• YOUR ASSIGNMENT: Pick out each line of the records in which the word "Send" appears.

· · · · · · ·

//! squ - run SQL against MySQL from the command line.

mod cli;
mod output;

use cli::{Cli, Command};
use squ::logging::init_stderr_logging;
use squ::{Result, Squ, SquConfig};
use tracing::{error, info};

#[tokio::main]
async fn main() {
    let cli = Cli::parse_args();
    init_stderr_logging(cli.verbose);

    if let Err(e) = run(cli).await {
        error!("{}: {}", e.category(), e);
        std::process::exit(1);
    }
}

async fn run(cli: Cli) -> Result<()> {
    info!("Loading connection parameters from: {}", cli.env.display());
    let mut config = SquConfig::load(&cli.env)?.with_verbose(cli.verbose);
    if let Some(dir) = cli.sql_dir {
        config = config.with_sql_dir(dir);
    }
    if let Some(partitions) = cli.partitions {
        config = config.with_partitions(partitions);
    }
    info!("Connection: {}", config.params().display_string());

    let squ = Squ::new(config);

    match cli.command {
        Command::Query {
            backend,
            source,
            format,
        } => {
            let result = squ.query(&source.to_source(), backend).await?;
            println!("{}", output::render(&result, format)?);
        }
        Command::CreateView { name, source } => {
            squ.create_view(&name, &source.to_source()).await?;
            println!("View '{name}' created.");
        }
        Command::DropView { name } => {
            squ.drop_view(&name).await?;
            println!("View '{name}' dropped.");
        }
        Command::Exec { source } => {
            let affected = squ.execute(&source.to_source()).await?;
            println!("{}", output::affected_rows(affected));
        }
    }

    Ok(())
}
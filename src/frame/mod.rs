//! Tabular result types produced by the dispatcher.

pub mod columnar;
mod partitioned;

pub use partitioned::PartitionedTable;

use crate::db::{Backend, QueryResult};
use arrow::record_batch::RecordBatch;

/// A query result materialized into one of the three backends.
#[derive(Debug, Clone)]
pub enum TabularResult {
    /// Row-oriented table.
    Rows(QueryResult),
    /// Columnar Arrow table.
    Columnar(RecordBatch),
    /// Row table split into partitions.
    Partitioned(PartitionedTable),
}

impl TabularResult {
    /// Returns the backend that produced this result.
    pub fn backend(&self) -> Backend {
        match self {
            Self::Rows(_) => Backend::Rows,
            Self::Columnar(_) => Backend::Columnar,
            Self::Partitioned(_) => Backend::Partitioned,
        }
    }

    pub fn row_count(&self) -> usize {
        match self {
            Self::Rows(r) => r.rows.len(),
            Self::Columnar(b) => b.num_rows(),
            Self::Partitioned(p) => p.row_count(),
        }
    }

    /// Returns the column names in order.
    pub fn column_names(&self) -> Vec<String> {
        match self {
            Self::Rows(r) => r.columns.iter().map(|c| c.name.clone()).collect(),
            Self::Columnar(b) => b
                .schema()
                .fields()
                .iter()
                .map(|f| f.name().clone())
                .collect(),
            Self::Partitioned(p) => p.columns().iter().map(|c| c.name.clone()).collect(),
        }
    }

    pub fn into_rows(self) -> Option<QueryResult> {
        match self {
            Self::Rows(r) => Some(r),
            _ => None,
        }
    }

    pub fn into_columnar(self) -> Option<RecordBatch> {
        match self {
            Self::Columnar(b) => Some(b),
            _ => None,
        }
    }

    pub fn into_partitioned(self) -> Option<PartitionedTable> {
        match self {
            Self::Partitioned(p) => Some(p),
            _ => None,
        }
    }
}
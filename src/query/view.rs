//! View DDL construction.
//!
//! View names are parsed with the MySQL dialect before they are spliced into
//! a statement, so only a single (optionally qualified) object name gets through.

use crate::db::statement_body;
use crate::error::{Result, SquError};
use sqlparser::dialect::MySqlDialect;
use sqlparser::parser::Parser;
use sqlparser::tokenizer::Token;

/// Parses `name` as a SQL object name and returns its canonical form.
pub fn validate_view_name(name: &str) -> Result<String> {
    let dialect = MySqlDialect {};
    let invalid = |reason: String| {
        SquError::invalid_argument(format!("Invalid view name '{name}': {reason}"))
    };

    let mut parser = Parser::new(&dialect)
        .try_with_sql(name)
        .map_err(|e| invalid(e.to_string()))?;
    let object_name = parser
        .parse_object_name(false)
        .map_err(|e| invalid(e.to_string()))?;

    let next = parser.peek_token().token;
    if next != Token::EOF {
        return Err(invalid(format!("unexpected '{next}' after the name")));
    }
    Ok(object_name.to_string())
}

/// `CREATE OR REPLACE VIEW <name> AS <query>`, with trailing semicolons dropped.
pub fn create_view_sql(name: &str, query: &str) -> Result<String> {
    let name = validate_view_name(name)?;
    Ok(format!(
        "CREATE OR REPLACE VIEW {name} AS {}",
        statement_body(query)
    ))
}

/// `DROP VIEW IF EXISTS <name>`.
pub fn drop_view_sql(name: &str) -> Result<String> {
    let name = validate_view_name(name)?;
    Ok(format!("DROP VIEW IF EXISTS {name}"))
}
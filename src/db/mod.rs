//! Database abstraction layer for squ.
//!
//! Provides a trait-based interface over the MySQL driver so the dispatcher
//! can run against the real server or the in-memory mock interchangeably.

mod mock;
mod mysql;
mod types;

pub use mock::MockDriver;
pub use mysql::{MySqlClient, MySqlDriver};
pub use types::{ColumnInfo, QueryResult, Row, Value};

use crate::error::{Result, SquError};
use arrow::record_batch::RecordBatch;
use async_trait::async_trait;
use std::fmt;
use std::str::FromStr;

/// Tabular backends a query result can be materialized into.
#[derive(Debug, Clone, Copy, PartialEq, Eq, Hash, serde::Serialize, serde::Deserialize)]
#[serde(rename_all = "lowercase")]
pub enum Backend {
    /// Row-oriented table ([`QueryResult`]) fetched through the engine.
    Rows,
    /// Columnar Arrow table read in bulk from the plain URL.
    Columnar,
    /// Row table fetched through the engine, then split into partitions.
    Partitioned,
}

impl Backend {
    /// All backends, in declaration order.
    pub const ALL: [Backend; 3] = [Backend::Rows, Backend::Columnar, Backend::Partitioned];

    /// Returns the canonical backend name.
    pub fn as_str(&self) -> &'static str {
        match self {
            Self::Rows => "rows",
            Self::Columnar => "columnar",
            Self::Partitioned => "partitioned",
        }
    }

    /// Whether this backend executes through the generic engine path
    /// (driver-qualified URL) rather than the bulk columnar reader.
    pub fn uses_engine(&self) -> bool {
        !matches!(self, Self::Columnar)
    }
}

impl fmt::Display for Backend {
    fn fmt(&self, f: &mut fmt::Formatter<'_>) -> fmt::Result {
        f.write_str(self.as_str())
    }
}

impl FromStr for Backend {
    type Err = SquError;

    fn from_str(s: &str) -> Result<Self> {
        match s.trim().to_lowercase().as_str() {
            "rows" | "table" => Ok(Self::Rows),
            "columnar" | "arrow" => Ok(Self::Columnar),
            "partitioned" | "distributed" => Ok(Self::Partitioned),
            _ => Err(SquError::invalid_argument(format!(
                "Unsupported backend: {s}. Expected: rows, columnar, or partitioned"
            ))),
        }
    }
}

/// Opens database access for the dispatcher.
///
/// Each call is expected to acquire its own connection; callers close the
/// returned client when done.
#[async_trait]
pub trait Driver: Send + Sync {
    /// Driver tag placed in driver-qualified connection strings (`mysql+<tag>://`).
    fn driver_tag(&self) -> &str;

    /// Opens a client on the generic engine path from a driver-qualified URL.
    async fn connect(&self, url: &str) -> Result<Box<dyn DatabaseClient>>;

    /// Reads the result of `sql` directly into a columnar table from a plain URL.
    async fn read_columnar(&self, url: &str, sql: &str) -> Result<RecordBatch>;
}

/// Trait defining the interface for database clients.
#[async_trait]
pub trait DatabaseClient: Send + Sync {
    /// Executes a query and fetches every row.
    async fn fetch_rows(&self, sql: &str) -> Result<QueryResult>;

    /// Executes a statement and returns the number of rows affected.
    async fn execute(&self, sql: &str) -> Result<u64>;

    /// Closes the database connection.
    async fn close(&self) -> Result<()>;
}

/// Strips surrounding whitespace and trailing semicolons from a statement.
pub fn statement_body(sql: &str) -> &str {
    sql.trim().trim_end_matches(|c: char| c == ';' || c.is_whitespace())
}
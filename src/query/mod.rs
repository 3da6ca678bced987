//! Query resolution and dispatch for squ.
//!
//! This module turns a [`QuerySource`] into SQL text, runs it on the chosen
//! backend, and builds view DDL.

mod dispatcher;
mod source;
pub mod view;

pub use dispatcher::Squ;
pub use source::QuerySource;
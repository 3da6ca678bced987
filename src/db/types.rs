//! Row-oriented result types.
//!
//! [`QueryResult`] is the row table returned by the rows backend and the
//! source the columnar and partitioned tables are built from.

use serde::{Deserialize, Serialize};
use std::fmt;
use std::time::Duration;

/// Represents the result of executing a SQL query.
#[derive(Debug, Clone, Default, PartialEq, Serialize, Deserialize)]
pub struct QueryResult {
    /// Column metadata for the result set.
    pub columns: Vec<ColumnInfo>,

    /// Rows of data, in the order the server returned them.
    pub rows: Vec<Row>,

    /// Time taken to execute the query.
    #[serde(with = "duration_serde")]
    pub execution_time: Duration,

    /// Number of rows in the result.
    pub row_count: usize,
}

impl QueryResult {
    /// Creates a new empty query result.
    pub fn new() -> Self {
        Self::default()
    }

    /// Creates a query result with the given columns and rows.
    pub fn with_data(columns: Vec<ColumnInfo>, rows: Vec<Row>) -> Self {
        let row_count = rows.len();
        Self {
            columns,
            rows,
            execution_time: Duration::ZERO,
            row_count,
        }
    }

    /// Sets the execution time.
    pub fn with_execution_time(mut self, duration: Duration) -> Self {
        self.execution_time = duration;
        self
    }

    /// Returns true if the result set is empty.
    pub fn is_empty(&self) -> bool {
        self.rows.is_empty()
    }

    /// Returns the column names in order.
    pub fn column_names(&self) -> Vec<&str> {
        self.columns.iter().map(|c| c.name.as_str()).collect()
    }

    /// Returns the position of the named column.
    pub fn column_index(&self, name: &str) -> Option<usize> {
        self.columns.iter().position(|c| c.name == name)
    }

    /// Compares columns and rows, ignoring timing.
    pub fn same_data(&self, other: &QueryResult) -> bool {
        self.column_names() == other.column_names() && self.rows == other.rows
    }
}

/// Metadata about a column in a result set.
#[derive(Debug, Clone, Default, PartialEq, Eq, Serialize, Deserialize)]
pub struct ColumnInfo {
    /// Column name.
    pub name: String,

    /// Database type name as reported by the driver (e.g. `VARCHAR`, `INT UNSIGNED`).
    pub data_type: String,
}

impl ColumnInfo {
    /// Creates a new column info with the given name and type.
    pub fn new(name: impl Into<String>, data_type: impl Into<String>) -> Self {
        Self {
            name: name.into(),
            data_type: data_type.into(),
        }
    }
}

/// A row of data from a query result.
pub type Row = Vec<Value>;

/// Represents a single value from a database query.
#[derive(Debug, Clone, Default, Serialize, Deserialize, PartialEq)]
pub enum Value {
    /// NULL value.
    #[default]
    Null,

    /// Boolean value.
    Bool(bool),

    /// Signed integer (up to i64).
    Int(i64),

    /// Unsigned integer (up to u64).
    UInt(u64),

    /// Floating point number.
    Float(f64),

    /// Text value. Dates, times, decimals and JSON are carried as text too.
    String(String),

    /// Binary data.
    Bytes(Vec<u8>),
}

impl Value {
    /// Returns true if this value is NULL.
    pub fn is_null(&self) -> bool {
        matches!(self, Value::Null)
    }

    /// Attempts to convert the value to a string representation.
    pub fn to_display_string(&self) -> String {
        match self {
            Value::Null => "NULL".to_string(),
            Value::Bool(b) => b.to_string(),
            Value::Int(i) => i.to_string(),
            Value::UInt(u) => u.to_string(),
            Value::Float(f) => f.to_string(),
            Value::String(s) => s.clone(),
            Value::Bytes(b) => format!("<{} bytes>", b.len()),
        }
    }
}

impl fmt::Display for Value {
    fn fmt(&self, f: &mut fmt::Formatter<'_>) -> fmt::Result {
        write!(f, "{}", self.to_display_string())
    }
}

// Conversion implementations for common types
impl From<bool> for Value {
    fn from(v: bool) -> Self {
        Value::Bool(v)
    }
}

impl From<i32> for Value {
    fn from(v: i32) -> Self {
        Value::Int(v as i64)
    }
}

impl From<i64> for Value {
    fn from(v: i64) -> Self {
        Value::Int(v)
    }
}

impl From<u64> for Value {
    fn from(v: u64) -> Self {
        Value::UInt(v)
    }
}

impl From<f64> for Value {
    fn from(v: f64) -> Self {
        Value::Float(v)
    }
}

impl From<String> for Value {
    fn from(v: String) -> Self {
        Value::String(v)
    }
}

impl From<&str> for Value {
    fn from(v: &str) -> Self {
        Value::String(v.to_string())
    }
}

impl<T> From<Option<T>> for Value
where
    T: Into<Value>,
{
    fn from(v: Option<T>) -> Self {
        match v {
            Some(val) => val.into(),
            None => Value::Null,
        }
    }
}

impl From<Vec<u8>> for Value {
    fn from(v: Vec<u8>) -> Self {
        Value::Bytes(v)
    }
}

/// Serde support for Duration (not natively supported by serde).
mod duration_serde {
    use serde::{Deserialize, Deserializer, Serialize, Serializer};
    use std::time::Duration;

    pub fn serialize<S>(duration: &Duration, serializer: S) -> Result<S::Ok, S::Error>
    where
        S: Serializer,
    {
        duration.as_nanos().serialize(serializer)
    }

    pub fn deserialize<'de, D>(deserializer: D) -> Result<Duration, D::Error>
    where
        D: Deserializer<'de>,
    {
        let nanos = u128::deserialize(deserializer)?;
        Ok(Duration::from_nanos(nanos as u64))
    }
}
//! Error types for squ.
//!
//! Every fallible operation in the crate returns [`SquError`]. Failures are
//! reported as values, never as panics, so callers can tell "no rows" apart
//! from "the query failed".

use thiserror::Error;

/// Main error type for squ operations.
#[derive(Error, Debug)]
pub enum SquError {
    /// Database connection errors (host unreachable, auth failed, bad URL, etc.)
    #[error("Connection error: {0}")]
    Connection(String),

    /// Query execution errors (syntax errors, missing tables or views, etc.)
    #[error("Query error: {0}")]
    Query(String),

    /// Configuration errors (unreadable env file, missing SQL directory, etc.)
    #[error("Configuration error: {0}")]
    Config(String),

    /// A SQL file could not be found or read.
    #[error("SQL file error: {0}")]
    SqlFile(String),

    /// The caller passed something that can never succeed (unknown backend, bad view name).
    #[error("Invalid argument: {0}")]
    InvalidArgument(String),

    /// Internal errors (unexpected states, runtime setup, table assembly).
    #[error("Internal error: {0}")]
    Internal(String),
}

impl SquError {
    /// Creates a connection error with the given message.
    pub fn connection(msg: impl Into<String>) -> Self {
        Self::Connection(msg.into())
    }

    /// Creates a query error with the given message.
    pub fn query(msg: impl Into<String>) -> Self {
        Self::Query(msg.into())
    }

    /// Creates a configuration error with the given message.
    pub fn config(msg: impl Into<String>) -> Self {
        Self::Config(msg.into())
    }

    /// Creates a SQL file error with the given message.
    pub fn sql_file(msg: impl Into<String>) -> Self {
        Self::SqlFile(msg.into())
    }

    /// Creates an invalid-argument error with the given message.
    pub fn invalid_argument(msg: impl Into<String>) -> Self {
        Self::InvalidArgument(msg.into())
    }

    /// Creates an internal error with the given message.
    pub fn internal(msg: impl Into<String>) -> Self {
        Self::Internal(msg.into())
    }

    /// Returns the error category as a string for display purposes.
    pub fn category(&self) -> &'static str {
        match self {
            Self::Connection(_) => "Connection Error",
            Self::Query(_) => "Query Error",
            Self::Config(_) => "Configuration Error",
            Self::SqlFile(_) => "SQL File Error",
            Self::InvalidArgument(_) => "Invalid Argument",
            Self::Internal(_) => "Internal Error",
        }
    }
}

/// Result type alias using SquError.
pub type Result<T> = std::result::Result<T, SquError>;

· · · · · · ·

• PROBLEM SOLUTION:
pub trait Driver: Send + Sync {
pub trait DatabaseClient: Send + Sync {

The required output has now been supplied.